The mechanistic hypothesis. Cellular senescence is a permanent state of cell-cycle arrest with a secretory phenotype (SASP) that promotes inflammation and disrupts tissue homeostasis. Senescent cell accumulation is associated with many age-related diseases, and in IPF specifically, senescent cell programs have been documented in disease tissue. The working hypothesis: compounds that selectively kill senescent cells (senolytics) should slow IPF progression by removing the SASP-producing source of inflammation and fibrotic signaling. This is a causative hypothesis in the sense of the earlier framework - senescent cells are positioned as upstream drivers rather than symptoms.

Concept Translation: Senescent cells are sometimes called “zombie cells” - they’ve stopped dividing but won’t die, and they leak inflammatory signals (the SASP) into surrounding tissue. The senolytic strategy is to selectively kill them. From a target-discovery angle, the question is which proteins keep senescent cells alive that are not equally important for keeping healthy cells alive. Those proteins are the senolytic targets.

Evidence layer 1: tissue pathology. Senescent cells are identifiable in IPF lung tissue by senescence-associated markers; their burden correlates with disease severity. This is differential-expression-style evidence - the disease tissue differs from healthy tissue in a specific, characterizable way. It is necessary but insufficient on its own. Senescence could still be a bystander response to lung injury rather than a driver of ongoing fibrosis.

Evidence layer 2: mechanism. Senescent cells are apoptosis-resistant by design; that is part of what makes them persistent. The resistance depends on anti-apoptotic pathways collectively called SCAPs (senescent cell anti-apoptotic pathways). That yields a specific target-class hypothesis: proteins involved in SCAPs are candidate senolytic targets, because inhibiting them should remove the apoptosis resistance and allow senescent cells to die. This narrows the search from “any gene differentially expressed in IPF” to “genes in a specific functional class whose inhibition would have a mechanistically predicted effect.”

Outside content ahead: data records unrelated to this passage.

#[cfg(test)]
mod tests {
    use super::*;
    use std::thread;

    #[test]
    fn test_command_list_open_close_rules() {
        let device = HeadlessDevice::new();
        let allocator = device.create_command_allocator(CommandBufferType::Graphics).unwrap();
        let mut list = device
            .create_command_list(CommandBufferType::Graphics, &allocator)
            .unwrap();
        let queue = device.create_queue(CommandBufferType::Graphics).unwrap();

        // 打开状态下不能提交，也不能重置
        assert!(device.execute_command_list(&queue, &list).is_err());
        assert!(device.reset_command_list(&mut list, &allocator).is_err());

        device.close_command_list(&mut list).unwrap();
        assert!(device.close_command_list(&mut list).is_err());
        device.execute_command_list(&queue, &list).unwrap();

        device.destroy_command_list(list);
        device.destroy_command_allocator(allocator);
        device.destroy_queue(queue);
        assert_eq!(device.total_live(), 0);
    }

    #[test]
    fn test_queue_rejects_other_list_type() {
        let device = HeadlessDevice::new();
        let allocator = device.create_command_allocator(CommandBufferType::Graphics).unwrap();
        let mut list = device
            .create_command_list(CommandBufferType::Graphics, &allocator)
            .unwrap();
        device.close_command_list(&mut list).unwrap();
        let upload = device.create_queue(CommandBufferType::Upload).unwrap();

        let err = device.execute_command_list(&upload, &list).unwrap_err();
        assert!(err.to_string().contains("Upload"));
    }

    #[test]
    fn test_deferred_signal_completes_on_retire() {
        let device = HeadlessDevice::with_mode(CompletionMode::Deferred);
        let queue = device.create_queue(CommandBufferType::Graphics).unwrap();
        let fence = device.create_fence(0).unwrap();

        device.signal_fence(&queue, &fence, 1).unwrap();
        assert_eq!(device.fence_completed_value(&fence), 0);
        assert_eq!(device.pending_signals(), 1);

        device.retire_all();
        assert_eq!(device.fence_completed_value(&fence), 1);
        assert_eq!(device.pending_signals(), 0);
    }

    #[test]
    fn test_leaving_deferred_mode_retires_pending() {
        let device = HeadlessDevice::with_mode(CompletionMode::Deferred);
        let queue = device.create_queue(CommandBufferType::Upload).unwrap();
        let fence = device.create_fence(0).unwrap();
        device.signal_fence(&queue, &fence, 1).unwrap();
        device.signal_fence(&queue, &fence, 2).unwrap();

        device.set_completion_mode(CompletionMode::Deferred);
        assert_eq!(device.pending_signals(), 2);

        device.set_completion_mode(CompletionMode::Immediate);
        assert_eq!(device.pending_signals(), 0);
        assert_eq!(device.fence_completed_value(&fence), 2);
        device.wait_fence(&fence, 2, None).unwrap();
    }

    #[test]
    fn test_wait_blocks_until_retired() {
        let device = HeadlessDevice::with_mode(CompletionMode::Deferred);
        let queue = device.create_queue(CommandBufferType::Compute).unwrap();
        let fence = device.create_fence(0).unwrap();
        device.signal_fence(&queue, &fence, 1).unwrap();

        let retirer = device.clone();
        let handle = thread::spawn(move || {
            thread::sleep(Duration::from_millis(30));
            retirer.retire_all();
        });

        device.wait_fence(&fence, 1, None).unwrap();
        assert_eq!(device.fence_completed_value(&fence), 1);
        handle.join().unwrap();
    }

    #[test]
    fn test_wait_times_out() {
        let device = HeadlessDevice::with_mode(CompletionMode::Deferred);
        let fence = device.create_fence(0).unwrap();
        device
            .wait_fence(&fence, 5, Some(Duration::from_millis(5)))
            .unwrap();
        assert_eq!(device.fence_completed_value(&fence), 0);
    }

    #[test]
    fn test_injected_failures() {
        let device = HeadlessDevice::new();
        device.fail_creation(ObjectKind::Fence);
        assert!(device.create_fence(0).is_err());
        // 注入只生效一次
        let fence = device.create_fence(0).unwrap();

        device.fail_next_wait_event();
        let err = device.wait_fence(&fence, 0, None).unwrap_err();
        assert!(err.is_fatal());
        assert!(err.to_string().contains("event"));
    }

    #[test]
    fn test_swap_chain_resize_requires_released_buffers() {
        let device = HeadlessDevice::new();
        let queue = device.create_queue(CommandBufferType::Graphics).unwrap();
        let mut swap_chain = device
            .create_swap_chain(
                &queue,
                &SwapChainDesc {
                    width: 64,
                    height: 64,
                    buffer_count: 2,
                    format: ImageFormat::Rgba8,
                    window: None,
                },
            )
            .unwrap();

        let buffer = device.swap_chain_buffer(&swap_chain, 1).unwrap();
        assert!(device.swap_chain_buffer(&swap_chain, 2).is_err());
        assert!(device.resize_swap_chain(&mut swap_chain, 32, 32).is_err());

        device.destroy_resource(buffer);
        device.resize_swap_chain(&mut swap_chain, 32, 32).unwrap();
        assert_eq!(swap_chain.extent(), (32, 32));

        device.present(&mut swap_chain, true).unwrap();
        assert_eq!(device.swap_chain_current_index(&swap_chain), 1);
        device.present(&mut swap_chain, true).unwrap();
        assert_eq!(device.swap_chain_current_index(&swap_chain), 0);
    }

    #[test]
    fn test_write_buffer_bounds() {
        let device = HeadlessDevice::new();
        let upload = device
            .create_buffer(&BufferDesc { size: 16, heap: HeapKind::Upload })
            .unwrap();
        let local = device
            .create_buffer(&BufferDesc { size: 16, heap: HeapKind::Default })
            .unwrap();

        device.write_buffer(&upload, 0, &[0u8; 16]).unwrap();
        assert!(device.write_buffer(&upload, 8, &[0u8; 16]).is_err());
        assert!(device.write_buffer(&local, 0, &[0u8; 4]).is_err());
    }
}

Evidence layer 3: computational target prioritization. A knowledge-graph-based target discovery platform can operationalize the combined evidence. The workflow:

  1. Start from a disease-specific dataset (IPF patient tissue vs healthy controls) and score candidate targets by disease-association strength.
  2. Apply a gene-set filter restricting candidates to pre-specified functional classes (apoptosis-related pathways, SCAPs).
  3. Apply a small-molecule druggability filter. This asks whether a target can plausibly be modulated by a conventional small-molecule drug. For senolytic drug development, the delivered modality is small molecule, so candidates that are only tractable by antibody or biologic are de-prioritized.
  4. Apply an expression filter that focuses on protein classes suitable as drug targets (e.g., kinases, enzymes).
  5. Apply an optional novelty filter that preferentially surfaces targets with fewer published references, for teams pursuing first-in-class programs against new mechanisms rather than fast-follower strategies against established mechanisms.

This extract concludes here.